Look through the entries below and report how many lines hold the string "outside". Only the number is wanted.

__Extracted entries__:
[Start of Attachment]
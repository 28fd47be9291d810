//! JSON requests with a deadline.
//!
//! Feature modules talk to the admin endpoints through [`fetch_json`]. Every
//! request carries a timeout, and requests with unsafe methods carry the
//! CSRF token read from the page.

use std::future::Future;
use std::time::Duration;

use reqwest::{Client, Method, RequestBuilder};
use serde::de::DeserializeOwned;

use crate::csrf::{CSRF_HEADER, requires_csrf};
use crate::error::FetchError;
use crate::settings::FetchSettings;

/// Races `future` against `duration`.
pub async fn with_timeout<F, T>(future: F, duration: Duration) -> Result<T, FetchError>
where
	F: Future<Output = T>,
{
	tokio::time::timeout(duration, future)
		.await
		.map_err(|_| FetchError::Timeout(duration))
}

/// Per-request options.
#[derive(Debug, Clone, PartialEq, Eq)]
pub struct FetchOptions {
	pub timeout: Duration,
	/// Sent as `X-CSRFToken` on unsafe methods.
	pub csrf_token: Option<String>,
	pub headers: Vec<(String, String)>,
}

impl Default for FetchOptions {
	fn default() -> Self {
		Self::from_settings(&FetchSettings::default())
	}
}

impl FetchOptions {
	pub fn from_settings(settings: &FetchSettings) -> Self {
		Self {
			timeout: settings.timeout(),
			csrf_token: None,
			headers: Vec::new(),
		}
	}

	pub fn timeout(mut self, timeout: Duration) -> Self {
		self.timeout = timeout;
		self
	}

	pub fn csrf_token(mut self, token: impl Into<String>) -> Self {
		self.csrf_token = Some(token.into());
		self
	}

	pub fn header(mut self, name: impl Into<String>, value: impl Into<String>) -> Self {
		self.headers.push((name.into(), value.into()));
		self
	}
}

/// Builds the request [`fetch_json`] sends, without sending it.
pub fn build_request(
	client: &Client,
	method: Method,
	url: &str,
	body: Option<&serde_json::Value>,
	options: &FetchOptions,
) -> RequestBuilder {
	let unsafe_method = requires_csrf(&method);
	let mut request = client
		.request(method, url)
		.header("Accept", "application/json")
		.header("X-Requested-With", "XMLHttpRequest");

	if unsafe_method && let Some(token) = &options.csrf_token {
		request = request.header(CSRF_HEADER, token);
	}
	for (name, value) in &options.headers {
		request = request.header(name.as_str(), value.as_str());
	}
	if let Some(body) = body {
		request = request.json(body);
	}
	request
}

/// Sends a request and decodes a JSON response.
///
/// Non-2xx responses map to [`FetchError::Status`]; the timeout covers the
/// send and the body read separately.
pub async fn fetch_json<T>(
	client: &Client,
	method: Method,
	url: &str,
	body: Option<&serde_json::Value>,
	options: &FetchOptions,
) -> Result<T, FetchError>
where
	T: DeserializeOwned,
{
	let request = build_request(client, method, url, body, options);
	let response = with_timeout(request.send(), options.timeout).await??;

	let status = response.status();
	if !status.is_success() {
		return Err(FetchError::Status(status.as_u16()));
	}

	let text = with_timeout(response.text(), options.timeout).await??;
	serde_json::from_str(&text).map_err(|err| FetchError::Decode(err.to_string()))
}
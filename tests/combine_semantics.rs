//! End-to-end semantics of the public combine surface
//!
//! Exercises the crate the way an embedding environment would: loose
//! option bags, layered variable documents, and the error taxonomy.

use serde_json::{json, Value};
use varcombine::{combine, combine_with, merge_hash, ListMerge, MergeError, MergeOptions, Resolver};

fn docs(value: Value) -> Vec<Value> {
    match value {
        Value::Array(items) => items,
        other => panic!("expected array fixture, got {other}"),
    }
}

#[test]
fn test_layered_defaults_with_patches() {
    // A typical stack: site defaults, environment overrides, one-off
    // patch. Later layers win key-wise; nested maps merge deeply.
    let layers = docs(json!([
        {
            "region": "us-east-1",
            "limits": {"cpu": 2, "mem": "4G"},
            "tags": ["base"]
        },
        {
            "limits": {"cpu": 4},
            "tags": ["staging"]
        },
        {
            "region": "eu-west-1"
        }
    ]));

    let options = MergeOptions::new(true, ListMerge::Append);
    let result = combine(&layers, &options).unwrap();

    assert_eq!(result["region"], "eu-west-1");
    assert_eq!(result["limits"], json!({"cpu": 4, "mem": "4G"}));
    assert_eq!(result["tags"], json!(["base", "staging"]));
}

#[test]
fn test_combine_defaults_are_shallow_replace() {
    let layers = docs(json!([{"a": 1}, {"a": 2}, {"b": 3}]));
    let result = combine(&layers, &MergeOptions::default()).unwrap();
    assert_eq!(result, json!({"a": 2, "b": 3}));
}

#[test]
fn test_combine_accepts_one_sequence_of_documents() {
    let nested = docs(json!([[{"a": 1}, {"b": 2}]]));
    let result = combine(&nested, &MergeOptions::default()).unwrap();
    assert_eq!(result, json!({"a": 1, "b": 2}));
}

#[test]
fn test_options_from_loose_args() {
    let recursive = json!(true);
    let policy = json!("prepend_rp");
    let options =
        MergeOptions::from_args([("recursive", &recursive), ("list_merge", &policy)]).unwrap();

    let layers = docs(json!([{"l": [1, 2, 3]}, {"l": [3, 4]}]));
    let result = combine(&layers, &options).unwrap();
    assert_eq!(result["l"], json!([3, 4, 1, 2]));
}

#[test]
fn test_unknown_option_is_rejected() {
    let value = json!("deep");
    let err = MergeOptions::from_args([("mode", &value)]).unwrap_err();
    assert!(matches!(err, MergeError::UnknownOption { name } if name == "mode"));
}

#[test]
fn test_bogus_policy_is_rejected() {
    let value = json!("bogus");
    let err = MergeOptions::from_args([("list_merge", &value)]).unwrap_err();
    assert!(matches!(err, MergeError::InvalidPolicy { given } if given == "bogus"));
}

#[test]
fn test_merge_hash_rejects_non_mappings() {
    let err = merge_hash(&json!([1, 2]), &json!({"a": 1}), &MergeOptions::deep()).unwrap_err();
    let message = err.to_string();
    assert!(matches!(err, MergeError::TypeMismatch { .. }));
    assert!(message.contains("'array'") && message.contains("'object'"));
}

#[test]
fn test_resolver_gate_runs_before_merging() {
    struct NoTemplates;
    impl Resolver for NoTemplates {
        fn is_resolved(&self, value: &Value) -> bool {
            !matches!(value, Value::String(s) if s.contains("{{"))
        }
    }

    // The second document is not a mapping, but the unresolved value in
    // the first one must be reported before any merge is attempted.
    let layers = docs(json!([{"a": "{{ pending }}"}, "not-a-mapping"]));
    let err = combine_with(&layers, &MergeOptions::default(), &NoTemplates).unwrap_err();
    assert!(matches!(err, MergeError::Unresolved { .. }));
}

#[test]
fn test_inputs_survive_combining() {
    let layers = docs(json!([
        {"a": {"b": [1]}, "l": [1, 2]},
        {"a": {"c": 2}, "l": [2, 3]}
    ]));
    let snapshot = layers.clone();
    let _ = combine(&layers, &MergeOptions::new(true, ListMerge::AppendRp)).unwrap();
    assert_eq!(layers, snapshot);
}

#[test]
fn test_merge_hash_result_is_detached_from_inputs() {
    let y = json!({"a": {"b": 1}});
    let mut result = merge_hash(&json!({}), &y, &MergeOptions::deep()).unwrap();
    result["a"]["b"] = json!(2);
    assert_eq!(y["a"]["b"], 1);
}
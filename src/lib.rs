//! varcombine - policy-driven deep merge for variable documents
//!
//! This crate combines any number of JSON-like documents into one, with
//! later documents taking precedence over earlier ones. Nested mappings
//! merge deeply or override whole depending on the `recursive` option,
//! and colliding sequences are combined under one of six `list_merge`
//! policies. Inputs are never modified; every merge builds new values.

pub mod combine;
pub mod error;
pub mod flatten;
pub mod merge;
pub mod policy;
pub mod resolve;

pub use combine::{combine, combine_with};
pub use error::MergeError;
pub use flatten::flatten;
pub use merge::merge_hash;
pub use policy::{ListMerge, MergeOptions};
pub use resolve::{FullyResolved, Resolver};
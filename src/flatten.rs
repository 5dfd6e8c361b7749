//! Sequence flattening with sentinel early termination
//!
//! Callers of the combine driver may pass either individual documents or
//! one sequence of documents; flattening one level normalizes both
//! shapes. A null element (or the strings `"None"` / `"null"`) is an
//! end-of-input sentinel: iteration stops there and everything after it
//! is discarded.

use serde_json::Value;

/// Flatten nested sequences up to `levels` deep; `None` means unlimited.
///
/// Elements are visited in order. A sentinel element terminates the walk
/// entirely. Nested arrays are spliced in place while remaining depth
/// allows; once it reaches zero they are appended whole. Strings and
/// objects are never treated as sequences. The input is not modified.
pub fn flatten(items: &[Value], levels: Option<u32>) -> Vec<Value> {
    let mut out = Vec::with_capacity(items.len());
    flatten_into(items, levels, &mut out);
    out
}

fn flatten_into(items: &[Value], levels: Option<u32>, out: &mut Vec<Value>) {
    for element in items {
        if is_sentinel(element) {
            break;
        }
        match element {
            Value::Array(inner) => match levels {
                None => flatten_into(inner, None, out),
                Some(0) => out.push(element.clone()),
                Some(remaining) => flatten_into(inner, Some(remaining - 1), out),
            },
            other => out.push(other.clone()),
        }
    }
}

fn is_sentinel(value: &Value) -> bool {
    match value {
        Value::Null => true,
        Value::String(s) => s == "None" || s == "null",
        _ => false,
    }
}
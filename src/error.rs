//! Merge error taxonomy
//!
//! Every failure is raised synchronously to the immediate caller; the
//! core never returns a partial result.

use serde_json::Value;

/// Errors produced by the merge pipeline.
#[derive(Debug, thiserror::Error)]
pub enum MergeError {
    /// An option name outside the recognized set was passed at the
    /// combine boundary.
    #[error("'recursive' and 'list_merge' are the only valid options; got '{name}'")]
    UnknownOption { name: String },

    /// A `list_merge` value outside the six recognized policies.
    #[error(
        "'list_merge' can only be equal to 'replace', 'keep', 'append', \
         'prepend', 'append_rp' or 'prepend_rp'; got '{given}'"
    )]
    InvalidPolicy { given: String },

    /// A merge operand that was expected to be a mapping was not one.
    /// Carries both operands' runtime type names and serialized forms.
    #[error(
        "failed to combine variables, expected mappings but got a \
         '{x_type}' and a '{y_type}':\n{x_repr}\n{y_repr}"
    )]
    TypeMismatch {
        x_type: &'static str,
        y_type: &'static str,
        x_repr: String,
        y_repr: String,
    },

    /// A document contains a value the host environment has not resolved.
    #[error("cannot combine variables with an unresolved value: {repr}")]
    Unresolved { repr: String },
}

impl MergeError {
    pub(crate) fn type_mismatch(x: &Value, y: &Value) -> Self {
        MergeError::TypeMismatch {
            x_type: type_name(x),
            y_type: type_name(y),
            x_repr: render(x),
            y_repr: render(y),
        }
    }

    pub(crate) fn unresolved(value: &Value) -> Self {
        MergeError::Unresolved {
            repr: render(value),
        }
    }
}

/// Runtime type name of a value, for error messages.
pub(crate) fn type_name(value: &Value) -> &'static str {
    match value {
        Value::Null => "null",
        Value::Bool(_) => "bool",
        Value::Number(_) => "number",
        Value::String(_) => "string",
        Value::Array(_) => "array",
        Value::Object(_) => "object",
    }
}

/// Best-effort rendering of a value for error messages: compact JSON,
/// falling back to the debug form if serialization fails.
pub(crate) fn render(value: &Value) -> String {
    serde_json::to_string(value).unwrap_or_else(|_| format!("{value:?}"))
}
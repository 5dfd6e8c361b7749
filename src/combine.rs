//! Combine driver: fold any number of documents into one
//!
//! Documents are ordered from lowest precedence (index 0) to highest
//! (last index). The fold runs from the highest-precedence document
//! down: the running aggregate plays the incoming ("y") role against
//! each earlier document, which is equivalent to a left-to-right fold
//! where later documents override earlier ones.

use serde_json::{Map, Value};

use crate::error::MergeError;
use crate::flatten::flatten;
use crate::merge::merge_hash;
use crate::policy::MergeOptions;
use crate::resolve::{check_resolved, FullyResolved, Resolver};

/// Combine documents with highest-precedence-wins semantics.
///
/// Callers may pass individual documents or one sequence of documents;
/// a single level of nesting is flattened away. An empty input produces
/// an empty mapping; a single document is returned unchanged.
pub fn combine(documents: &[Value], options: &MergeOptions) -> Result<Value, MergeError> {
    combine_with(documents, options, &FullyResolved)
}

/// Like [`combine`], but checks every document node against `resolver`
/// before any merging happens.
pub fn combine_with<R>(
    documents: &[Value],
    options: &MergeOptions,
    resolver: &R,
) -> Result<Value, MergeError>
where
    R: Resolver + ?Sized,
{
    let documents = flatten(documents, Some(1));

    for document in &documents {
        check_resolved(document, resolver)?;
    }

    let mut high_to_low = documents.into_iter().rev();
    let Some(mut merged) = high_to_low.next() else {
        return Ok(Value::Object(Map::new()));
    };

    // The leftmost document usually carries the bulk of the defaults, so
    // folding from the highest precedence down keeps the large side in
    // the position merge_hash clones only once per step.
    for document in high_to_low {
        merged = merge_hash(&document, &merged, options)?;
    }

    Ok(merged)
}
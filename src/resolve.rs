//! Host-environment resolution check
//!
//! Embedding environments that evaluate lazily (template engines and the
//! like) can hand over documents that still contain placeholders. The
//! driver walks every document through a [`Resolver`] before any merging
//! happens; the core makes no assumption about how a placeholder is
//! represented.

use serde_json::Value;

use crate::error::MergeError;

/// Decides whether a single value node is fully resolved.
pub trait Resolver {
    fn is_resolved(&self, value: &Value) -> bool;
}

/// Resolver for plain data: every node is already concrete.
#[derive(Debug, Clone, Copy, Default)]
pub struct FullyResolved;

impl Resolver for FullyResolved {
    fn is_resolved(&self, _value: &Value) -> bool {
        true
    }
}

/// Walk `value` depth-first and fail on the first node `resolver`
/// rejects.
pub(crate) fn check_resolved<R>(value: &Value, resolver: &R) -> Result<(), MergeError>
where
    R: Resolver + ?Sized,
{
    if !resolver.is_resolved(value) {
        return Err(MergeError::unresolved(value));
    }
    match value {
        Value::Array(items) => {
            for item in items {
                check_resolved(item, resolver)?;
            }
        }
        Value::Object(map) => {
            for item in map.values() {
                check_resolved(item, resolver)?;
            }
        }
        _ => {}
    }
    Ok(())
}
[End of Attachment]
__Answer section__: 2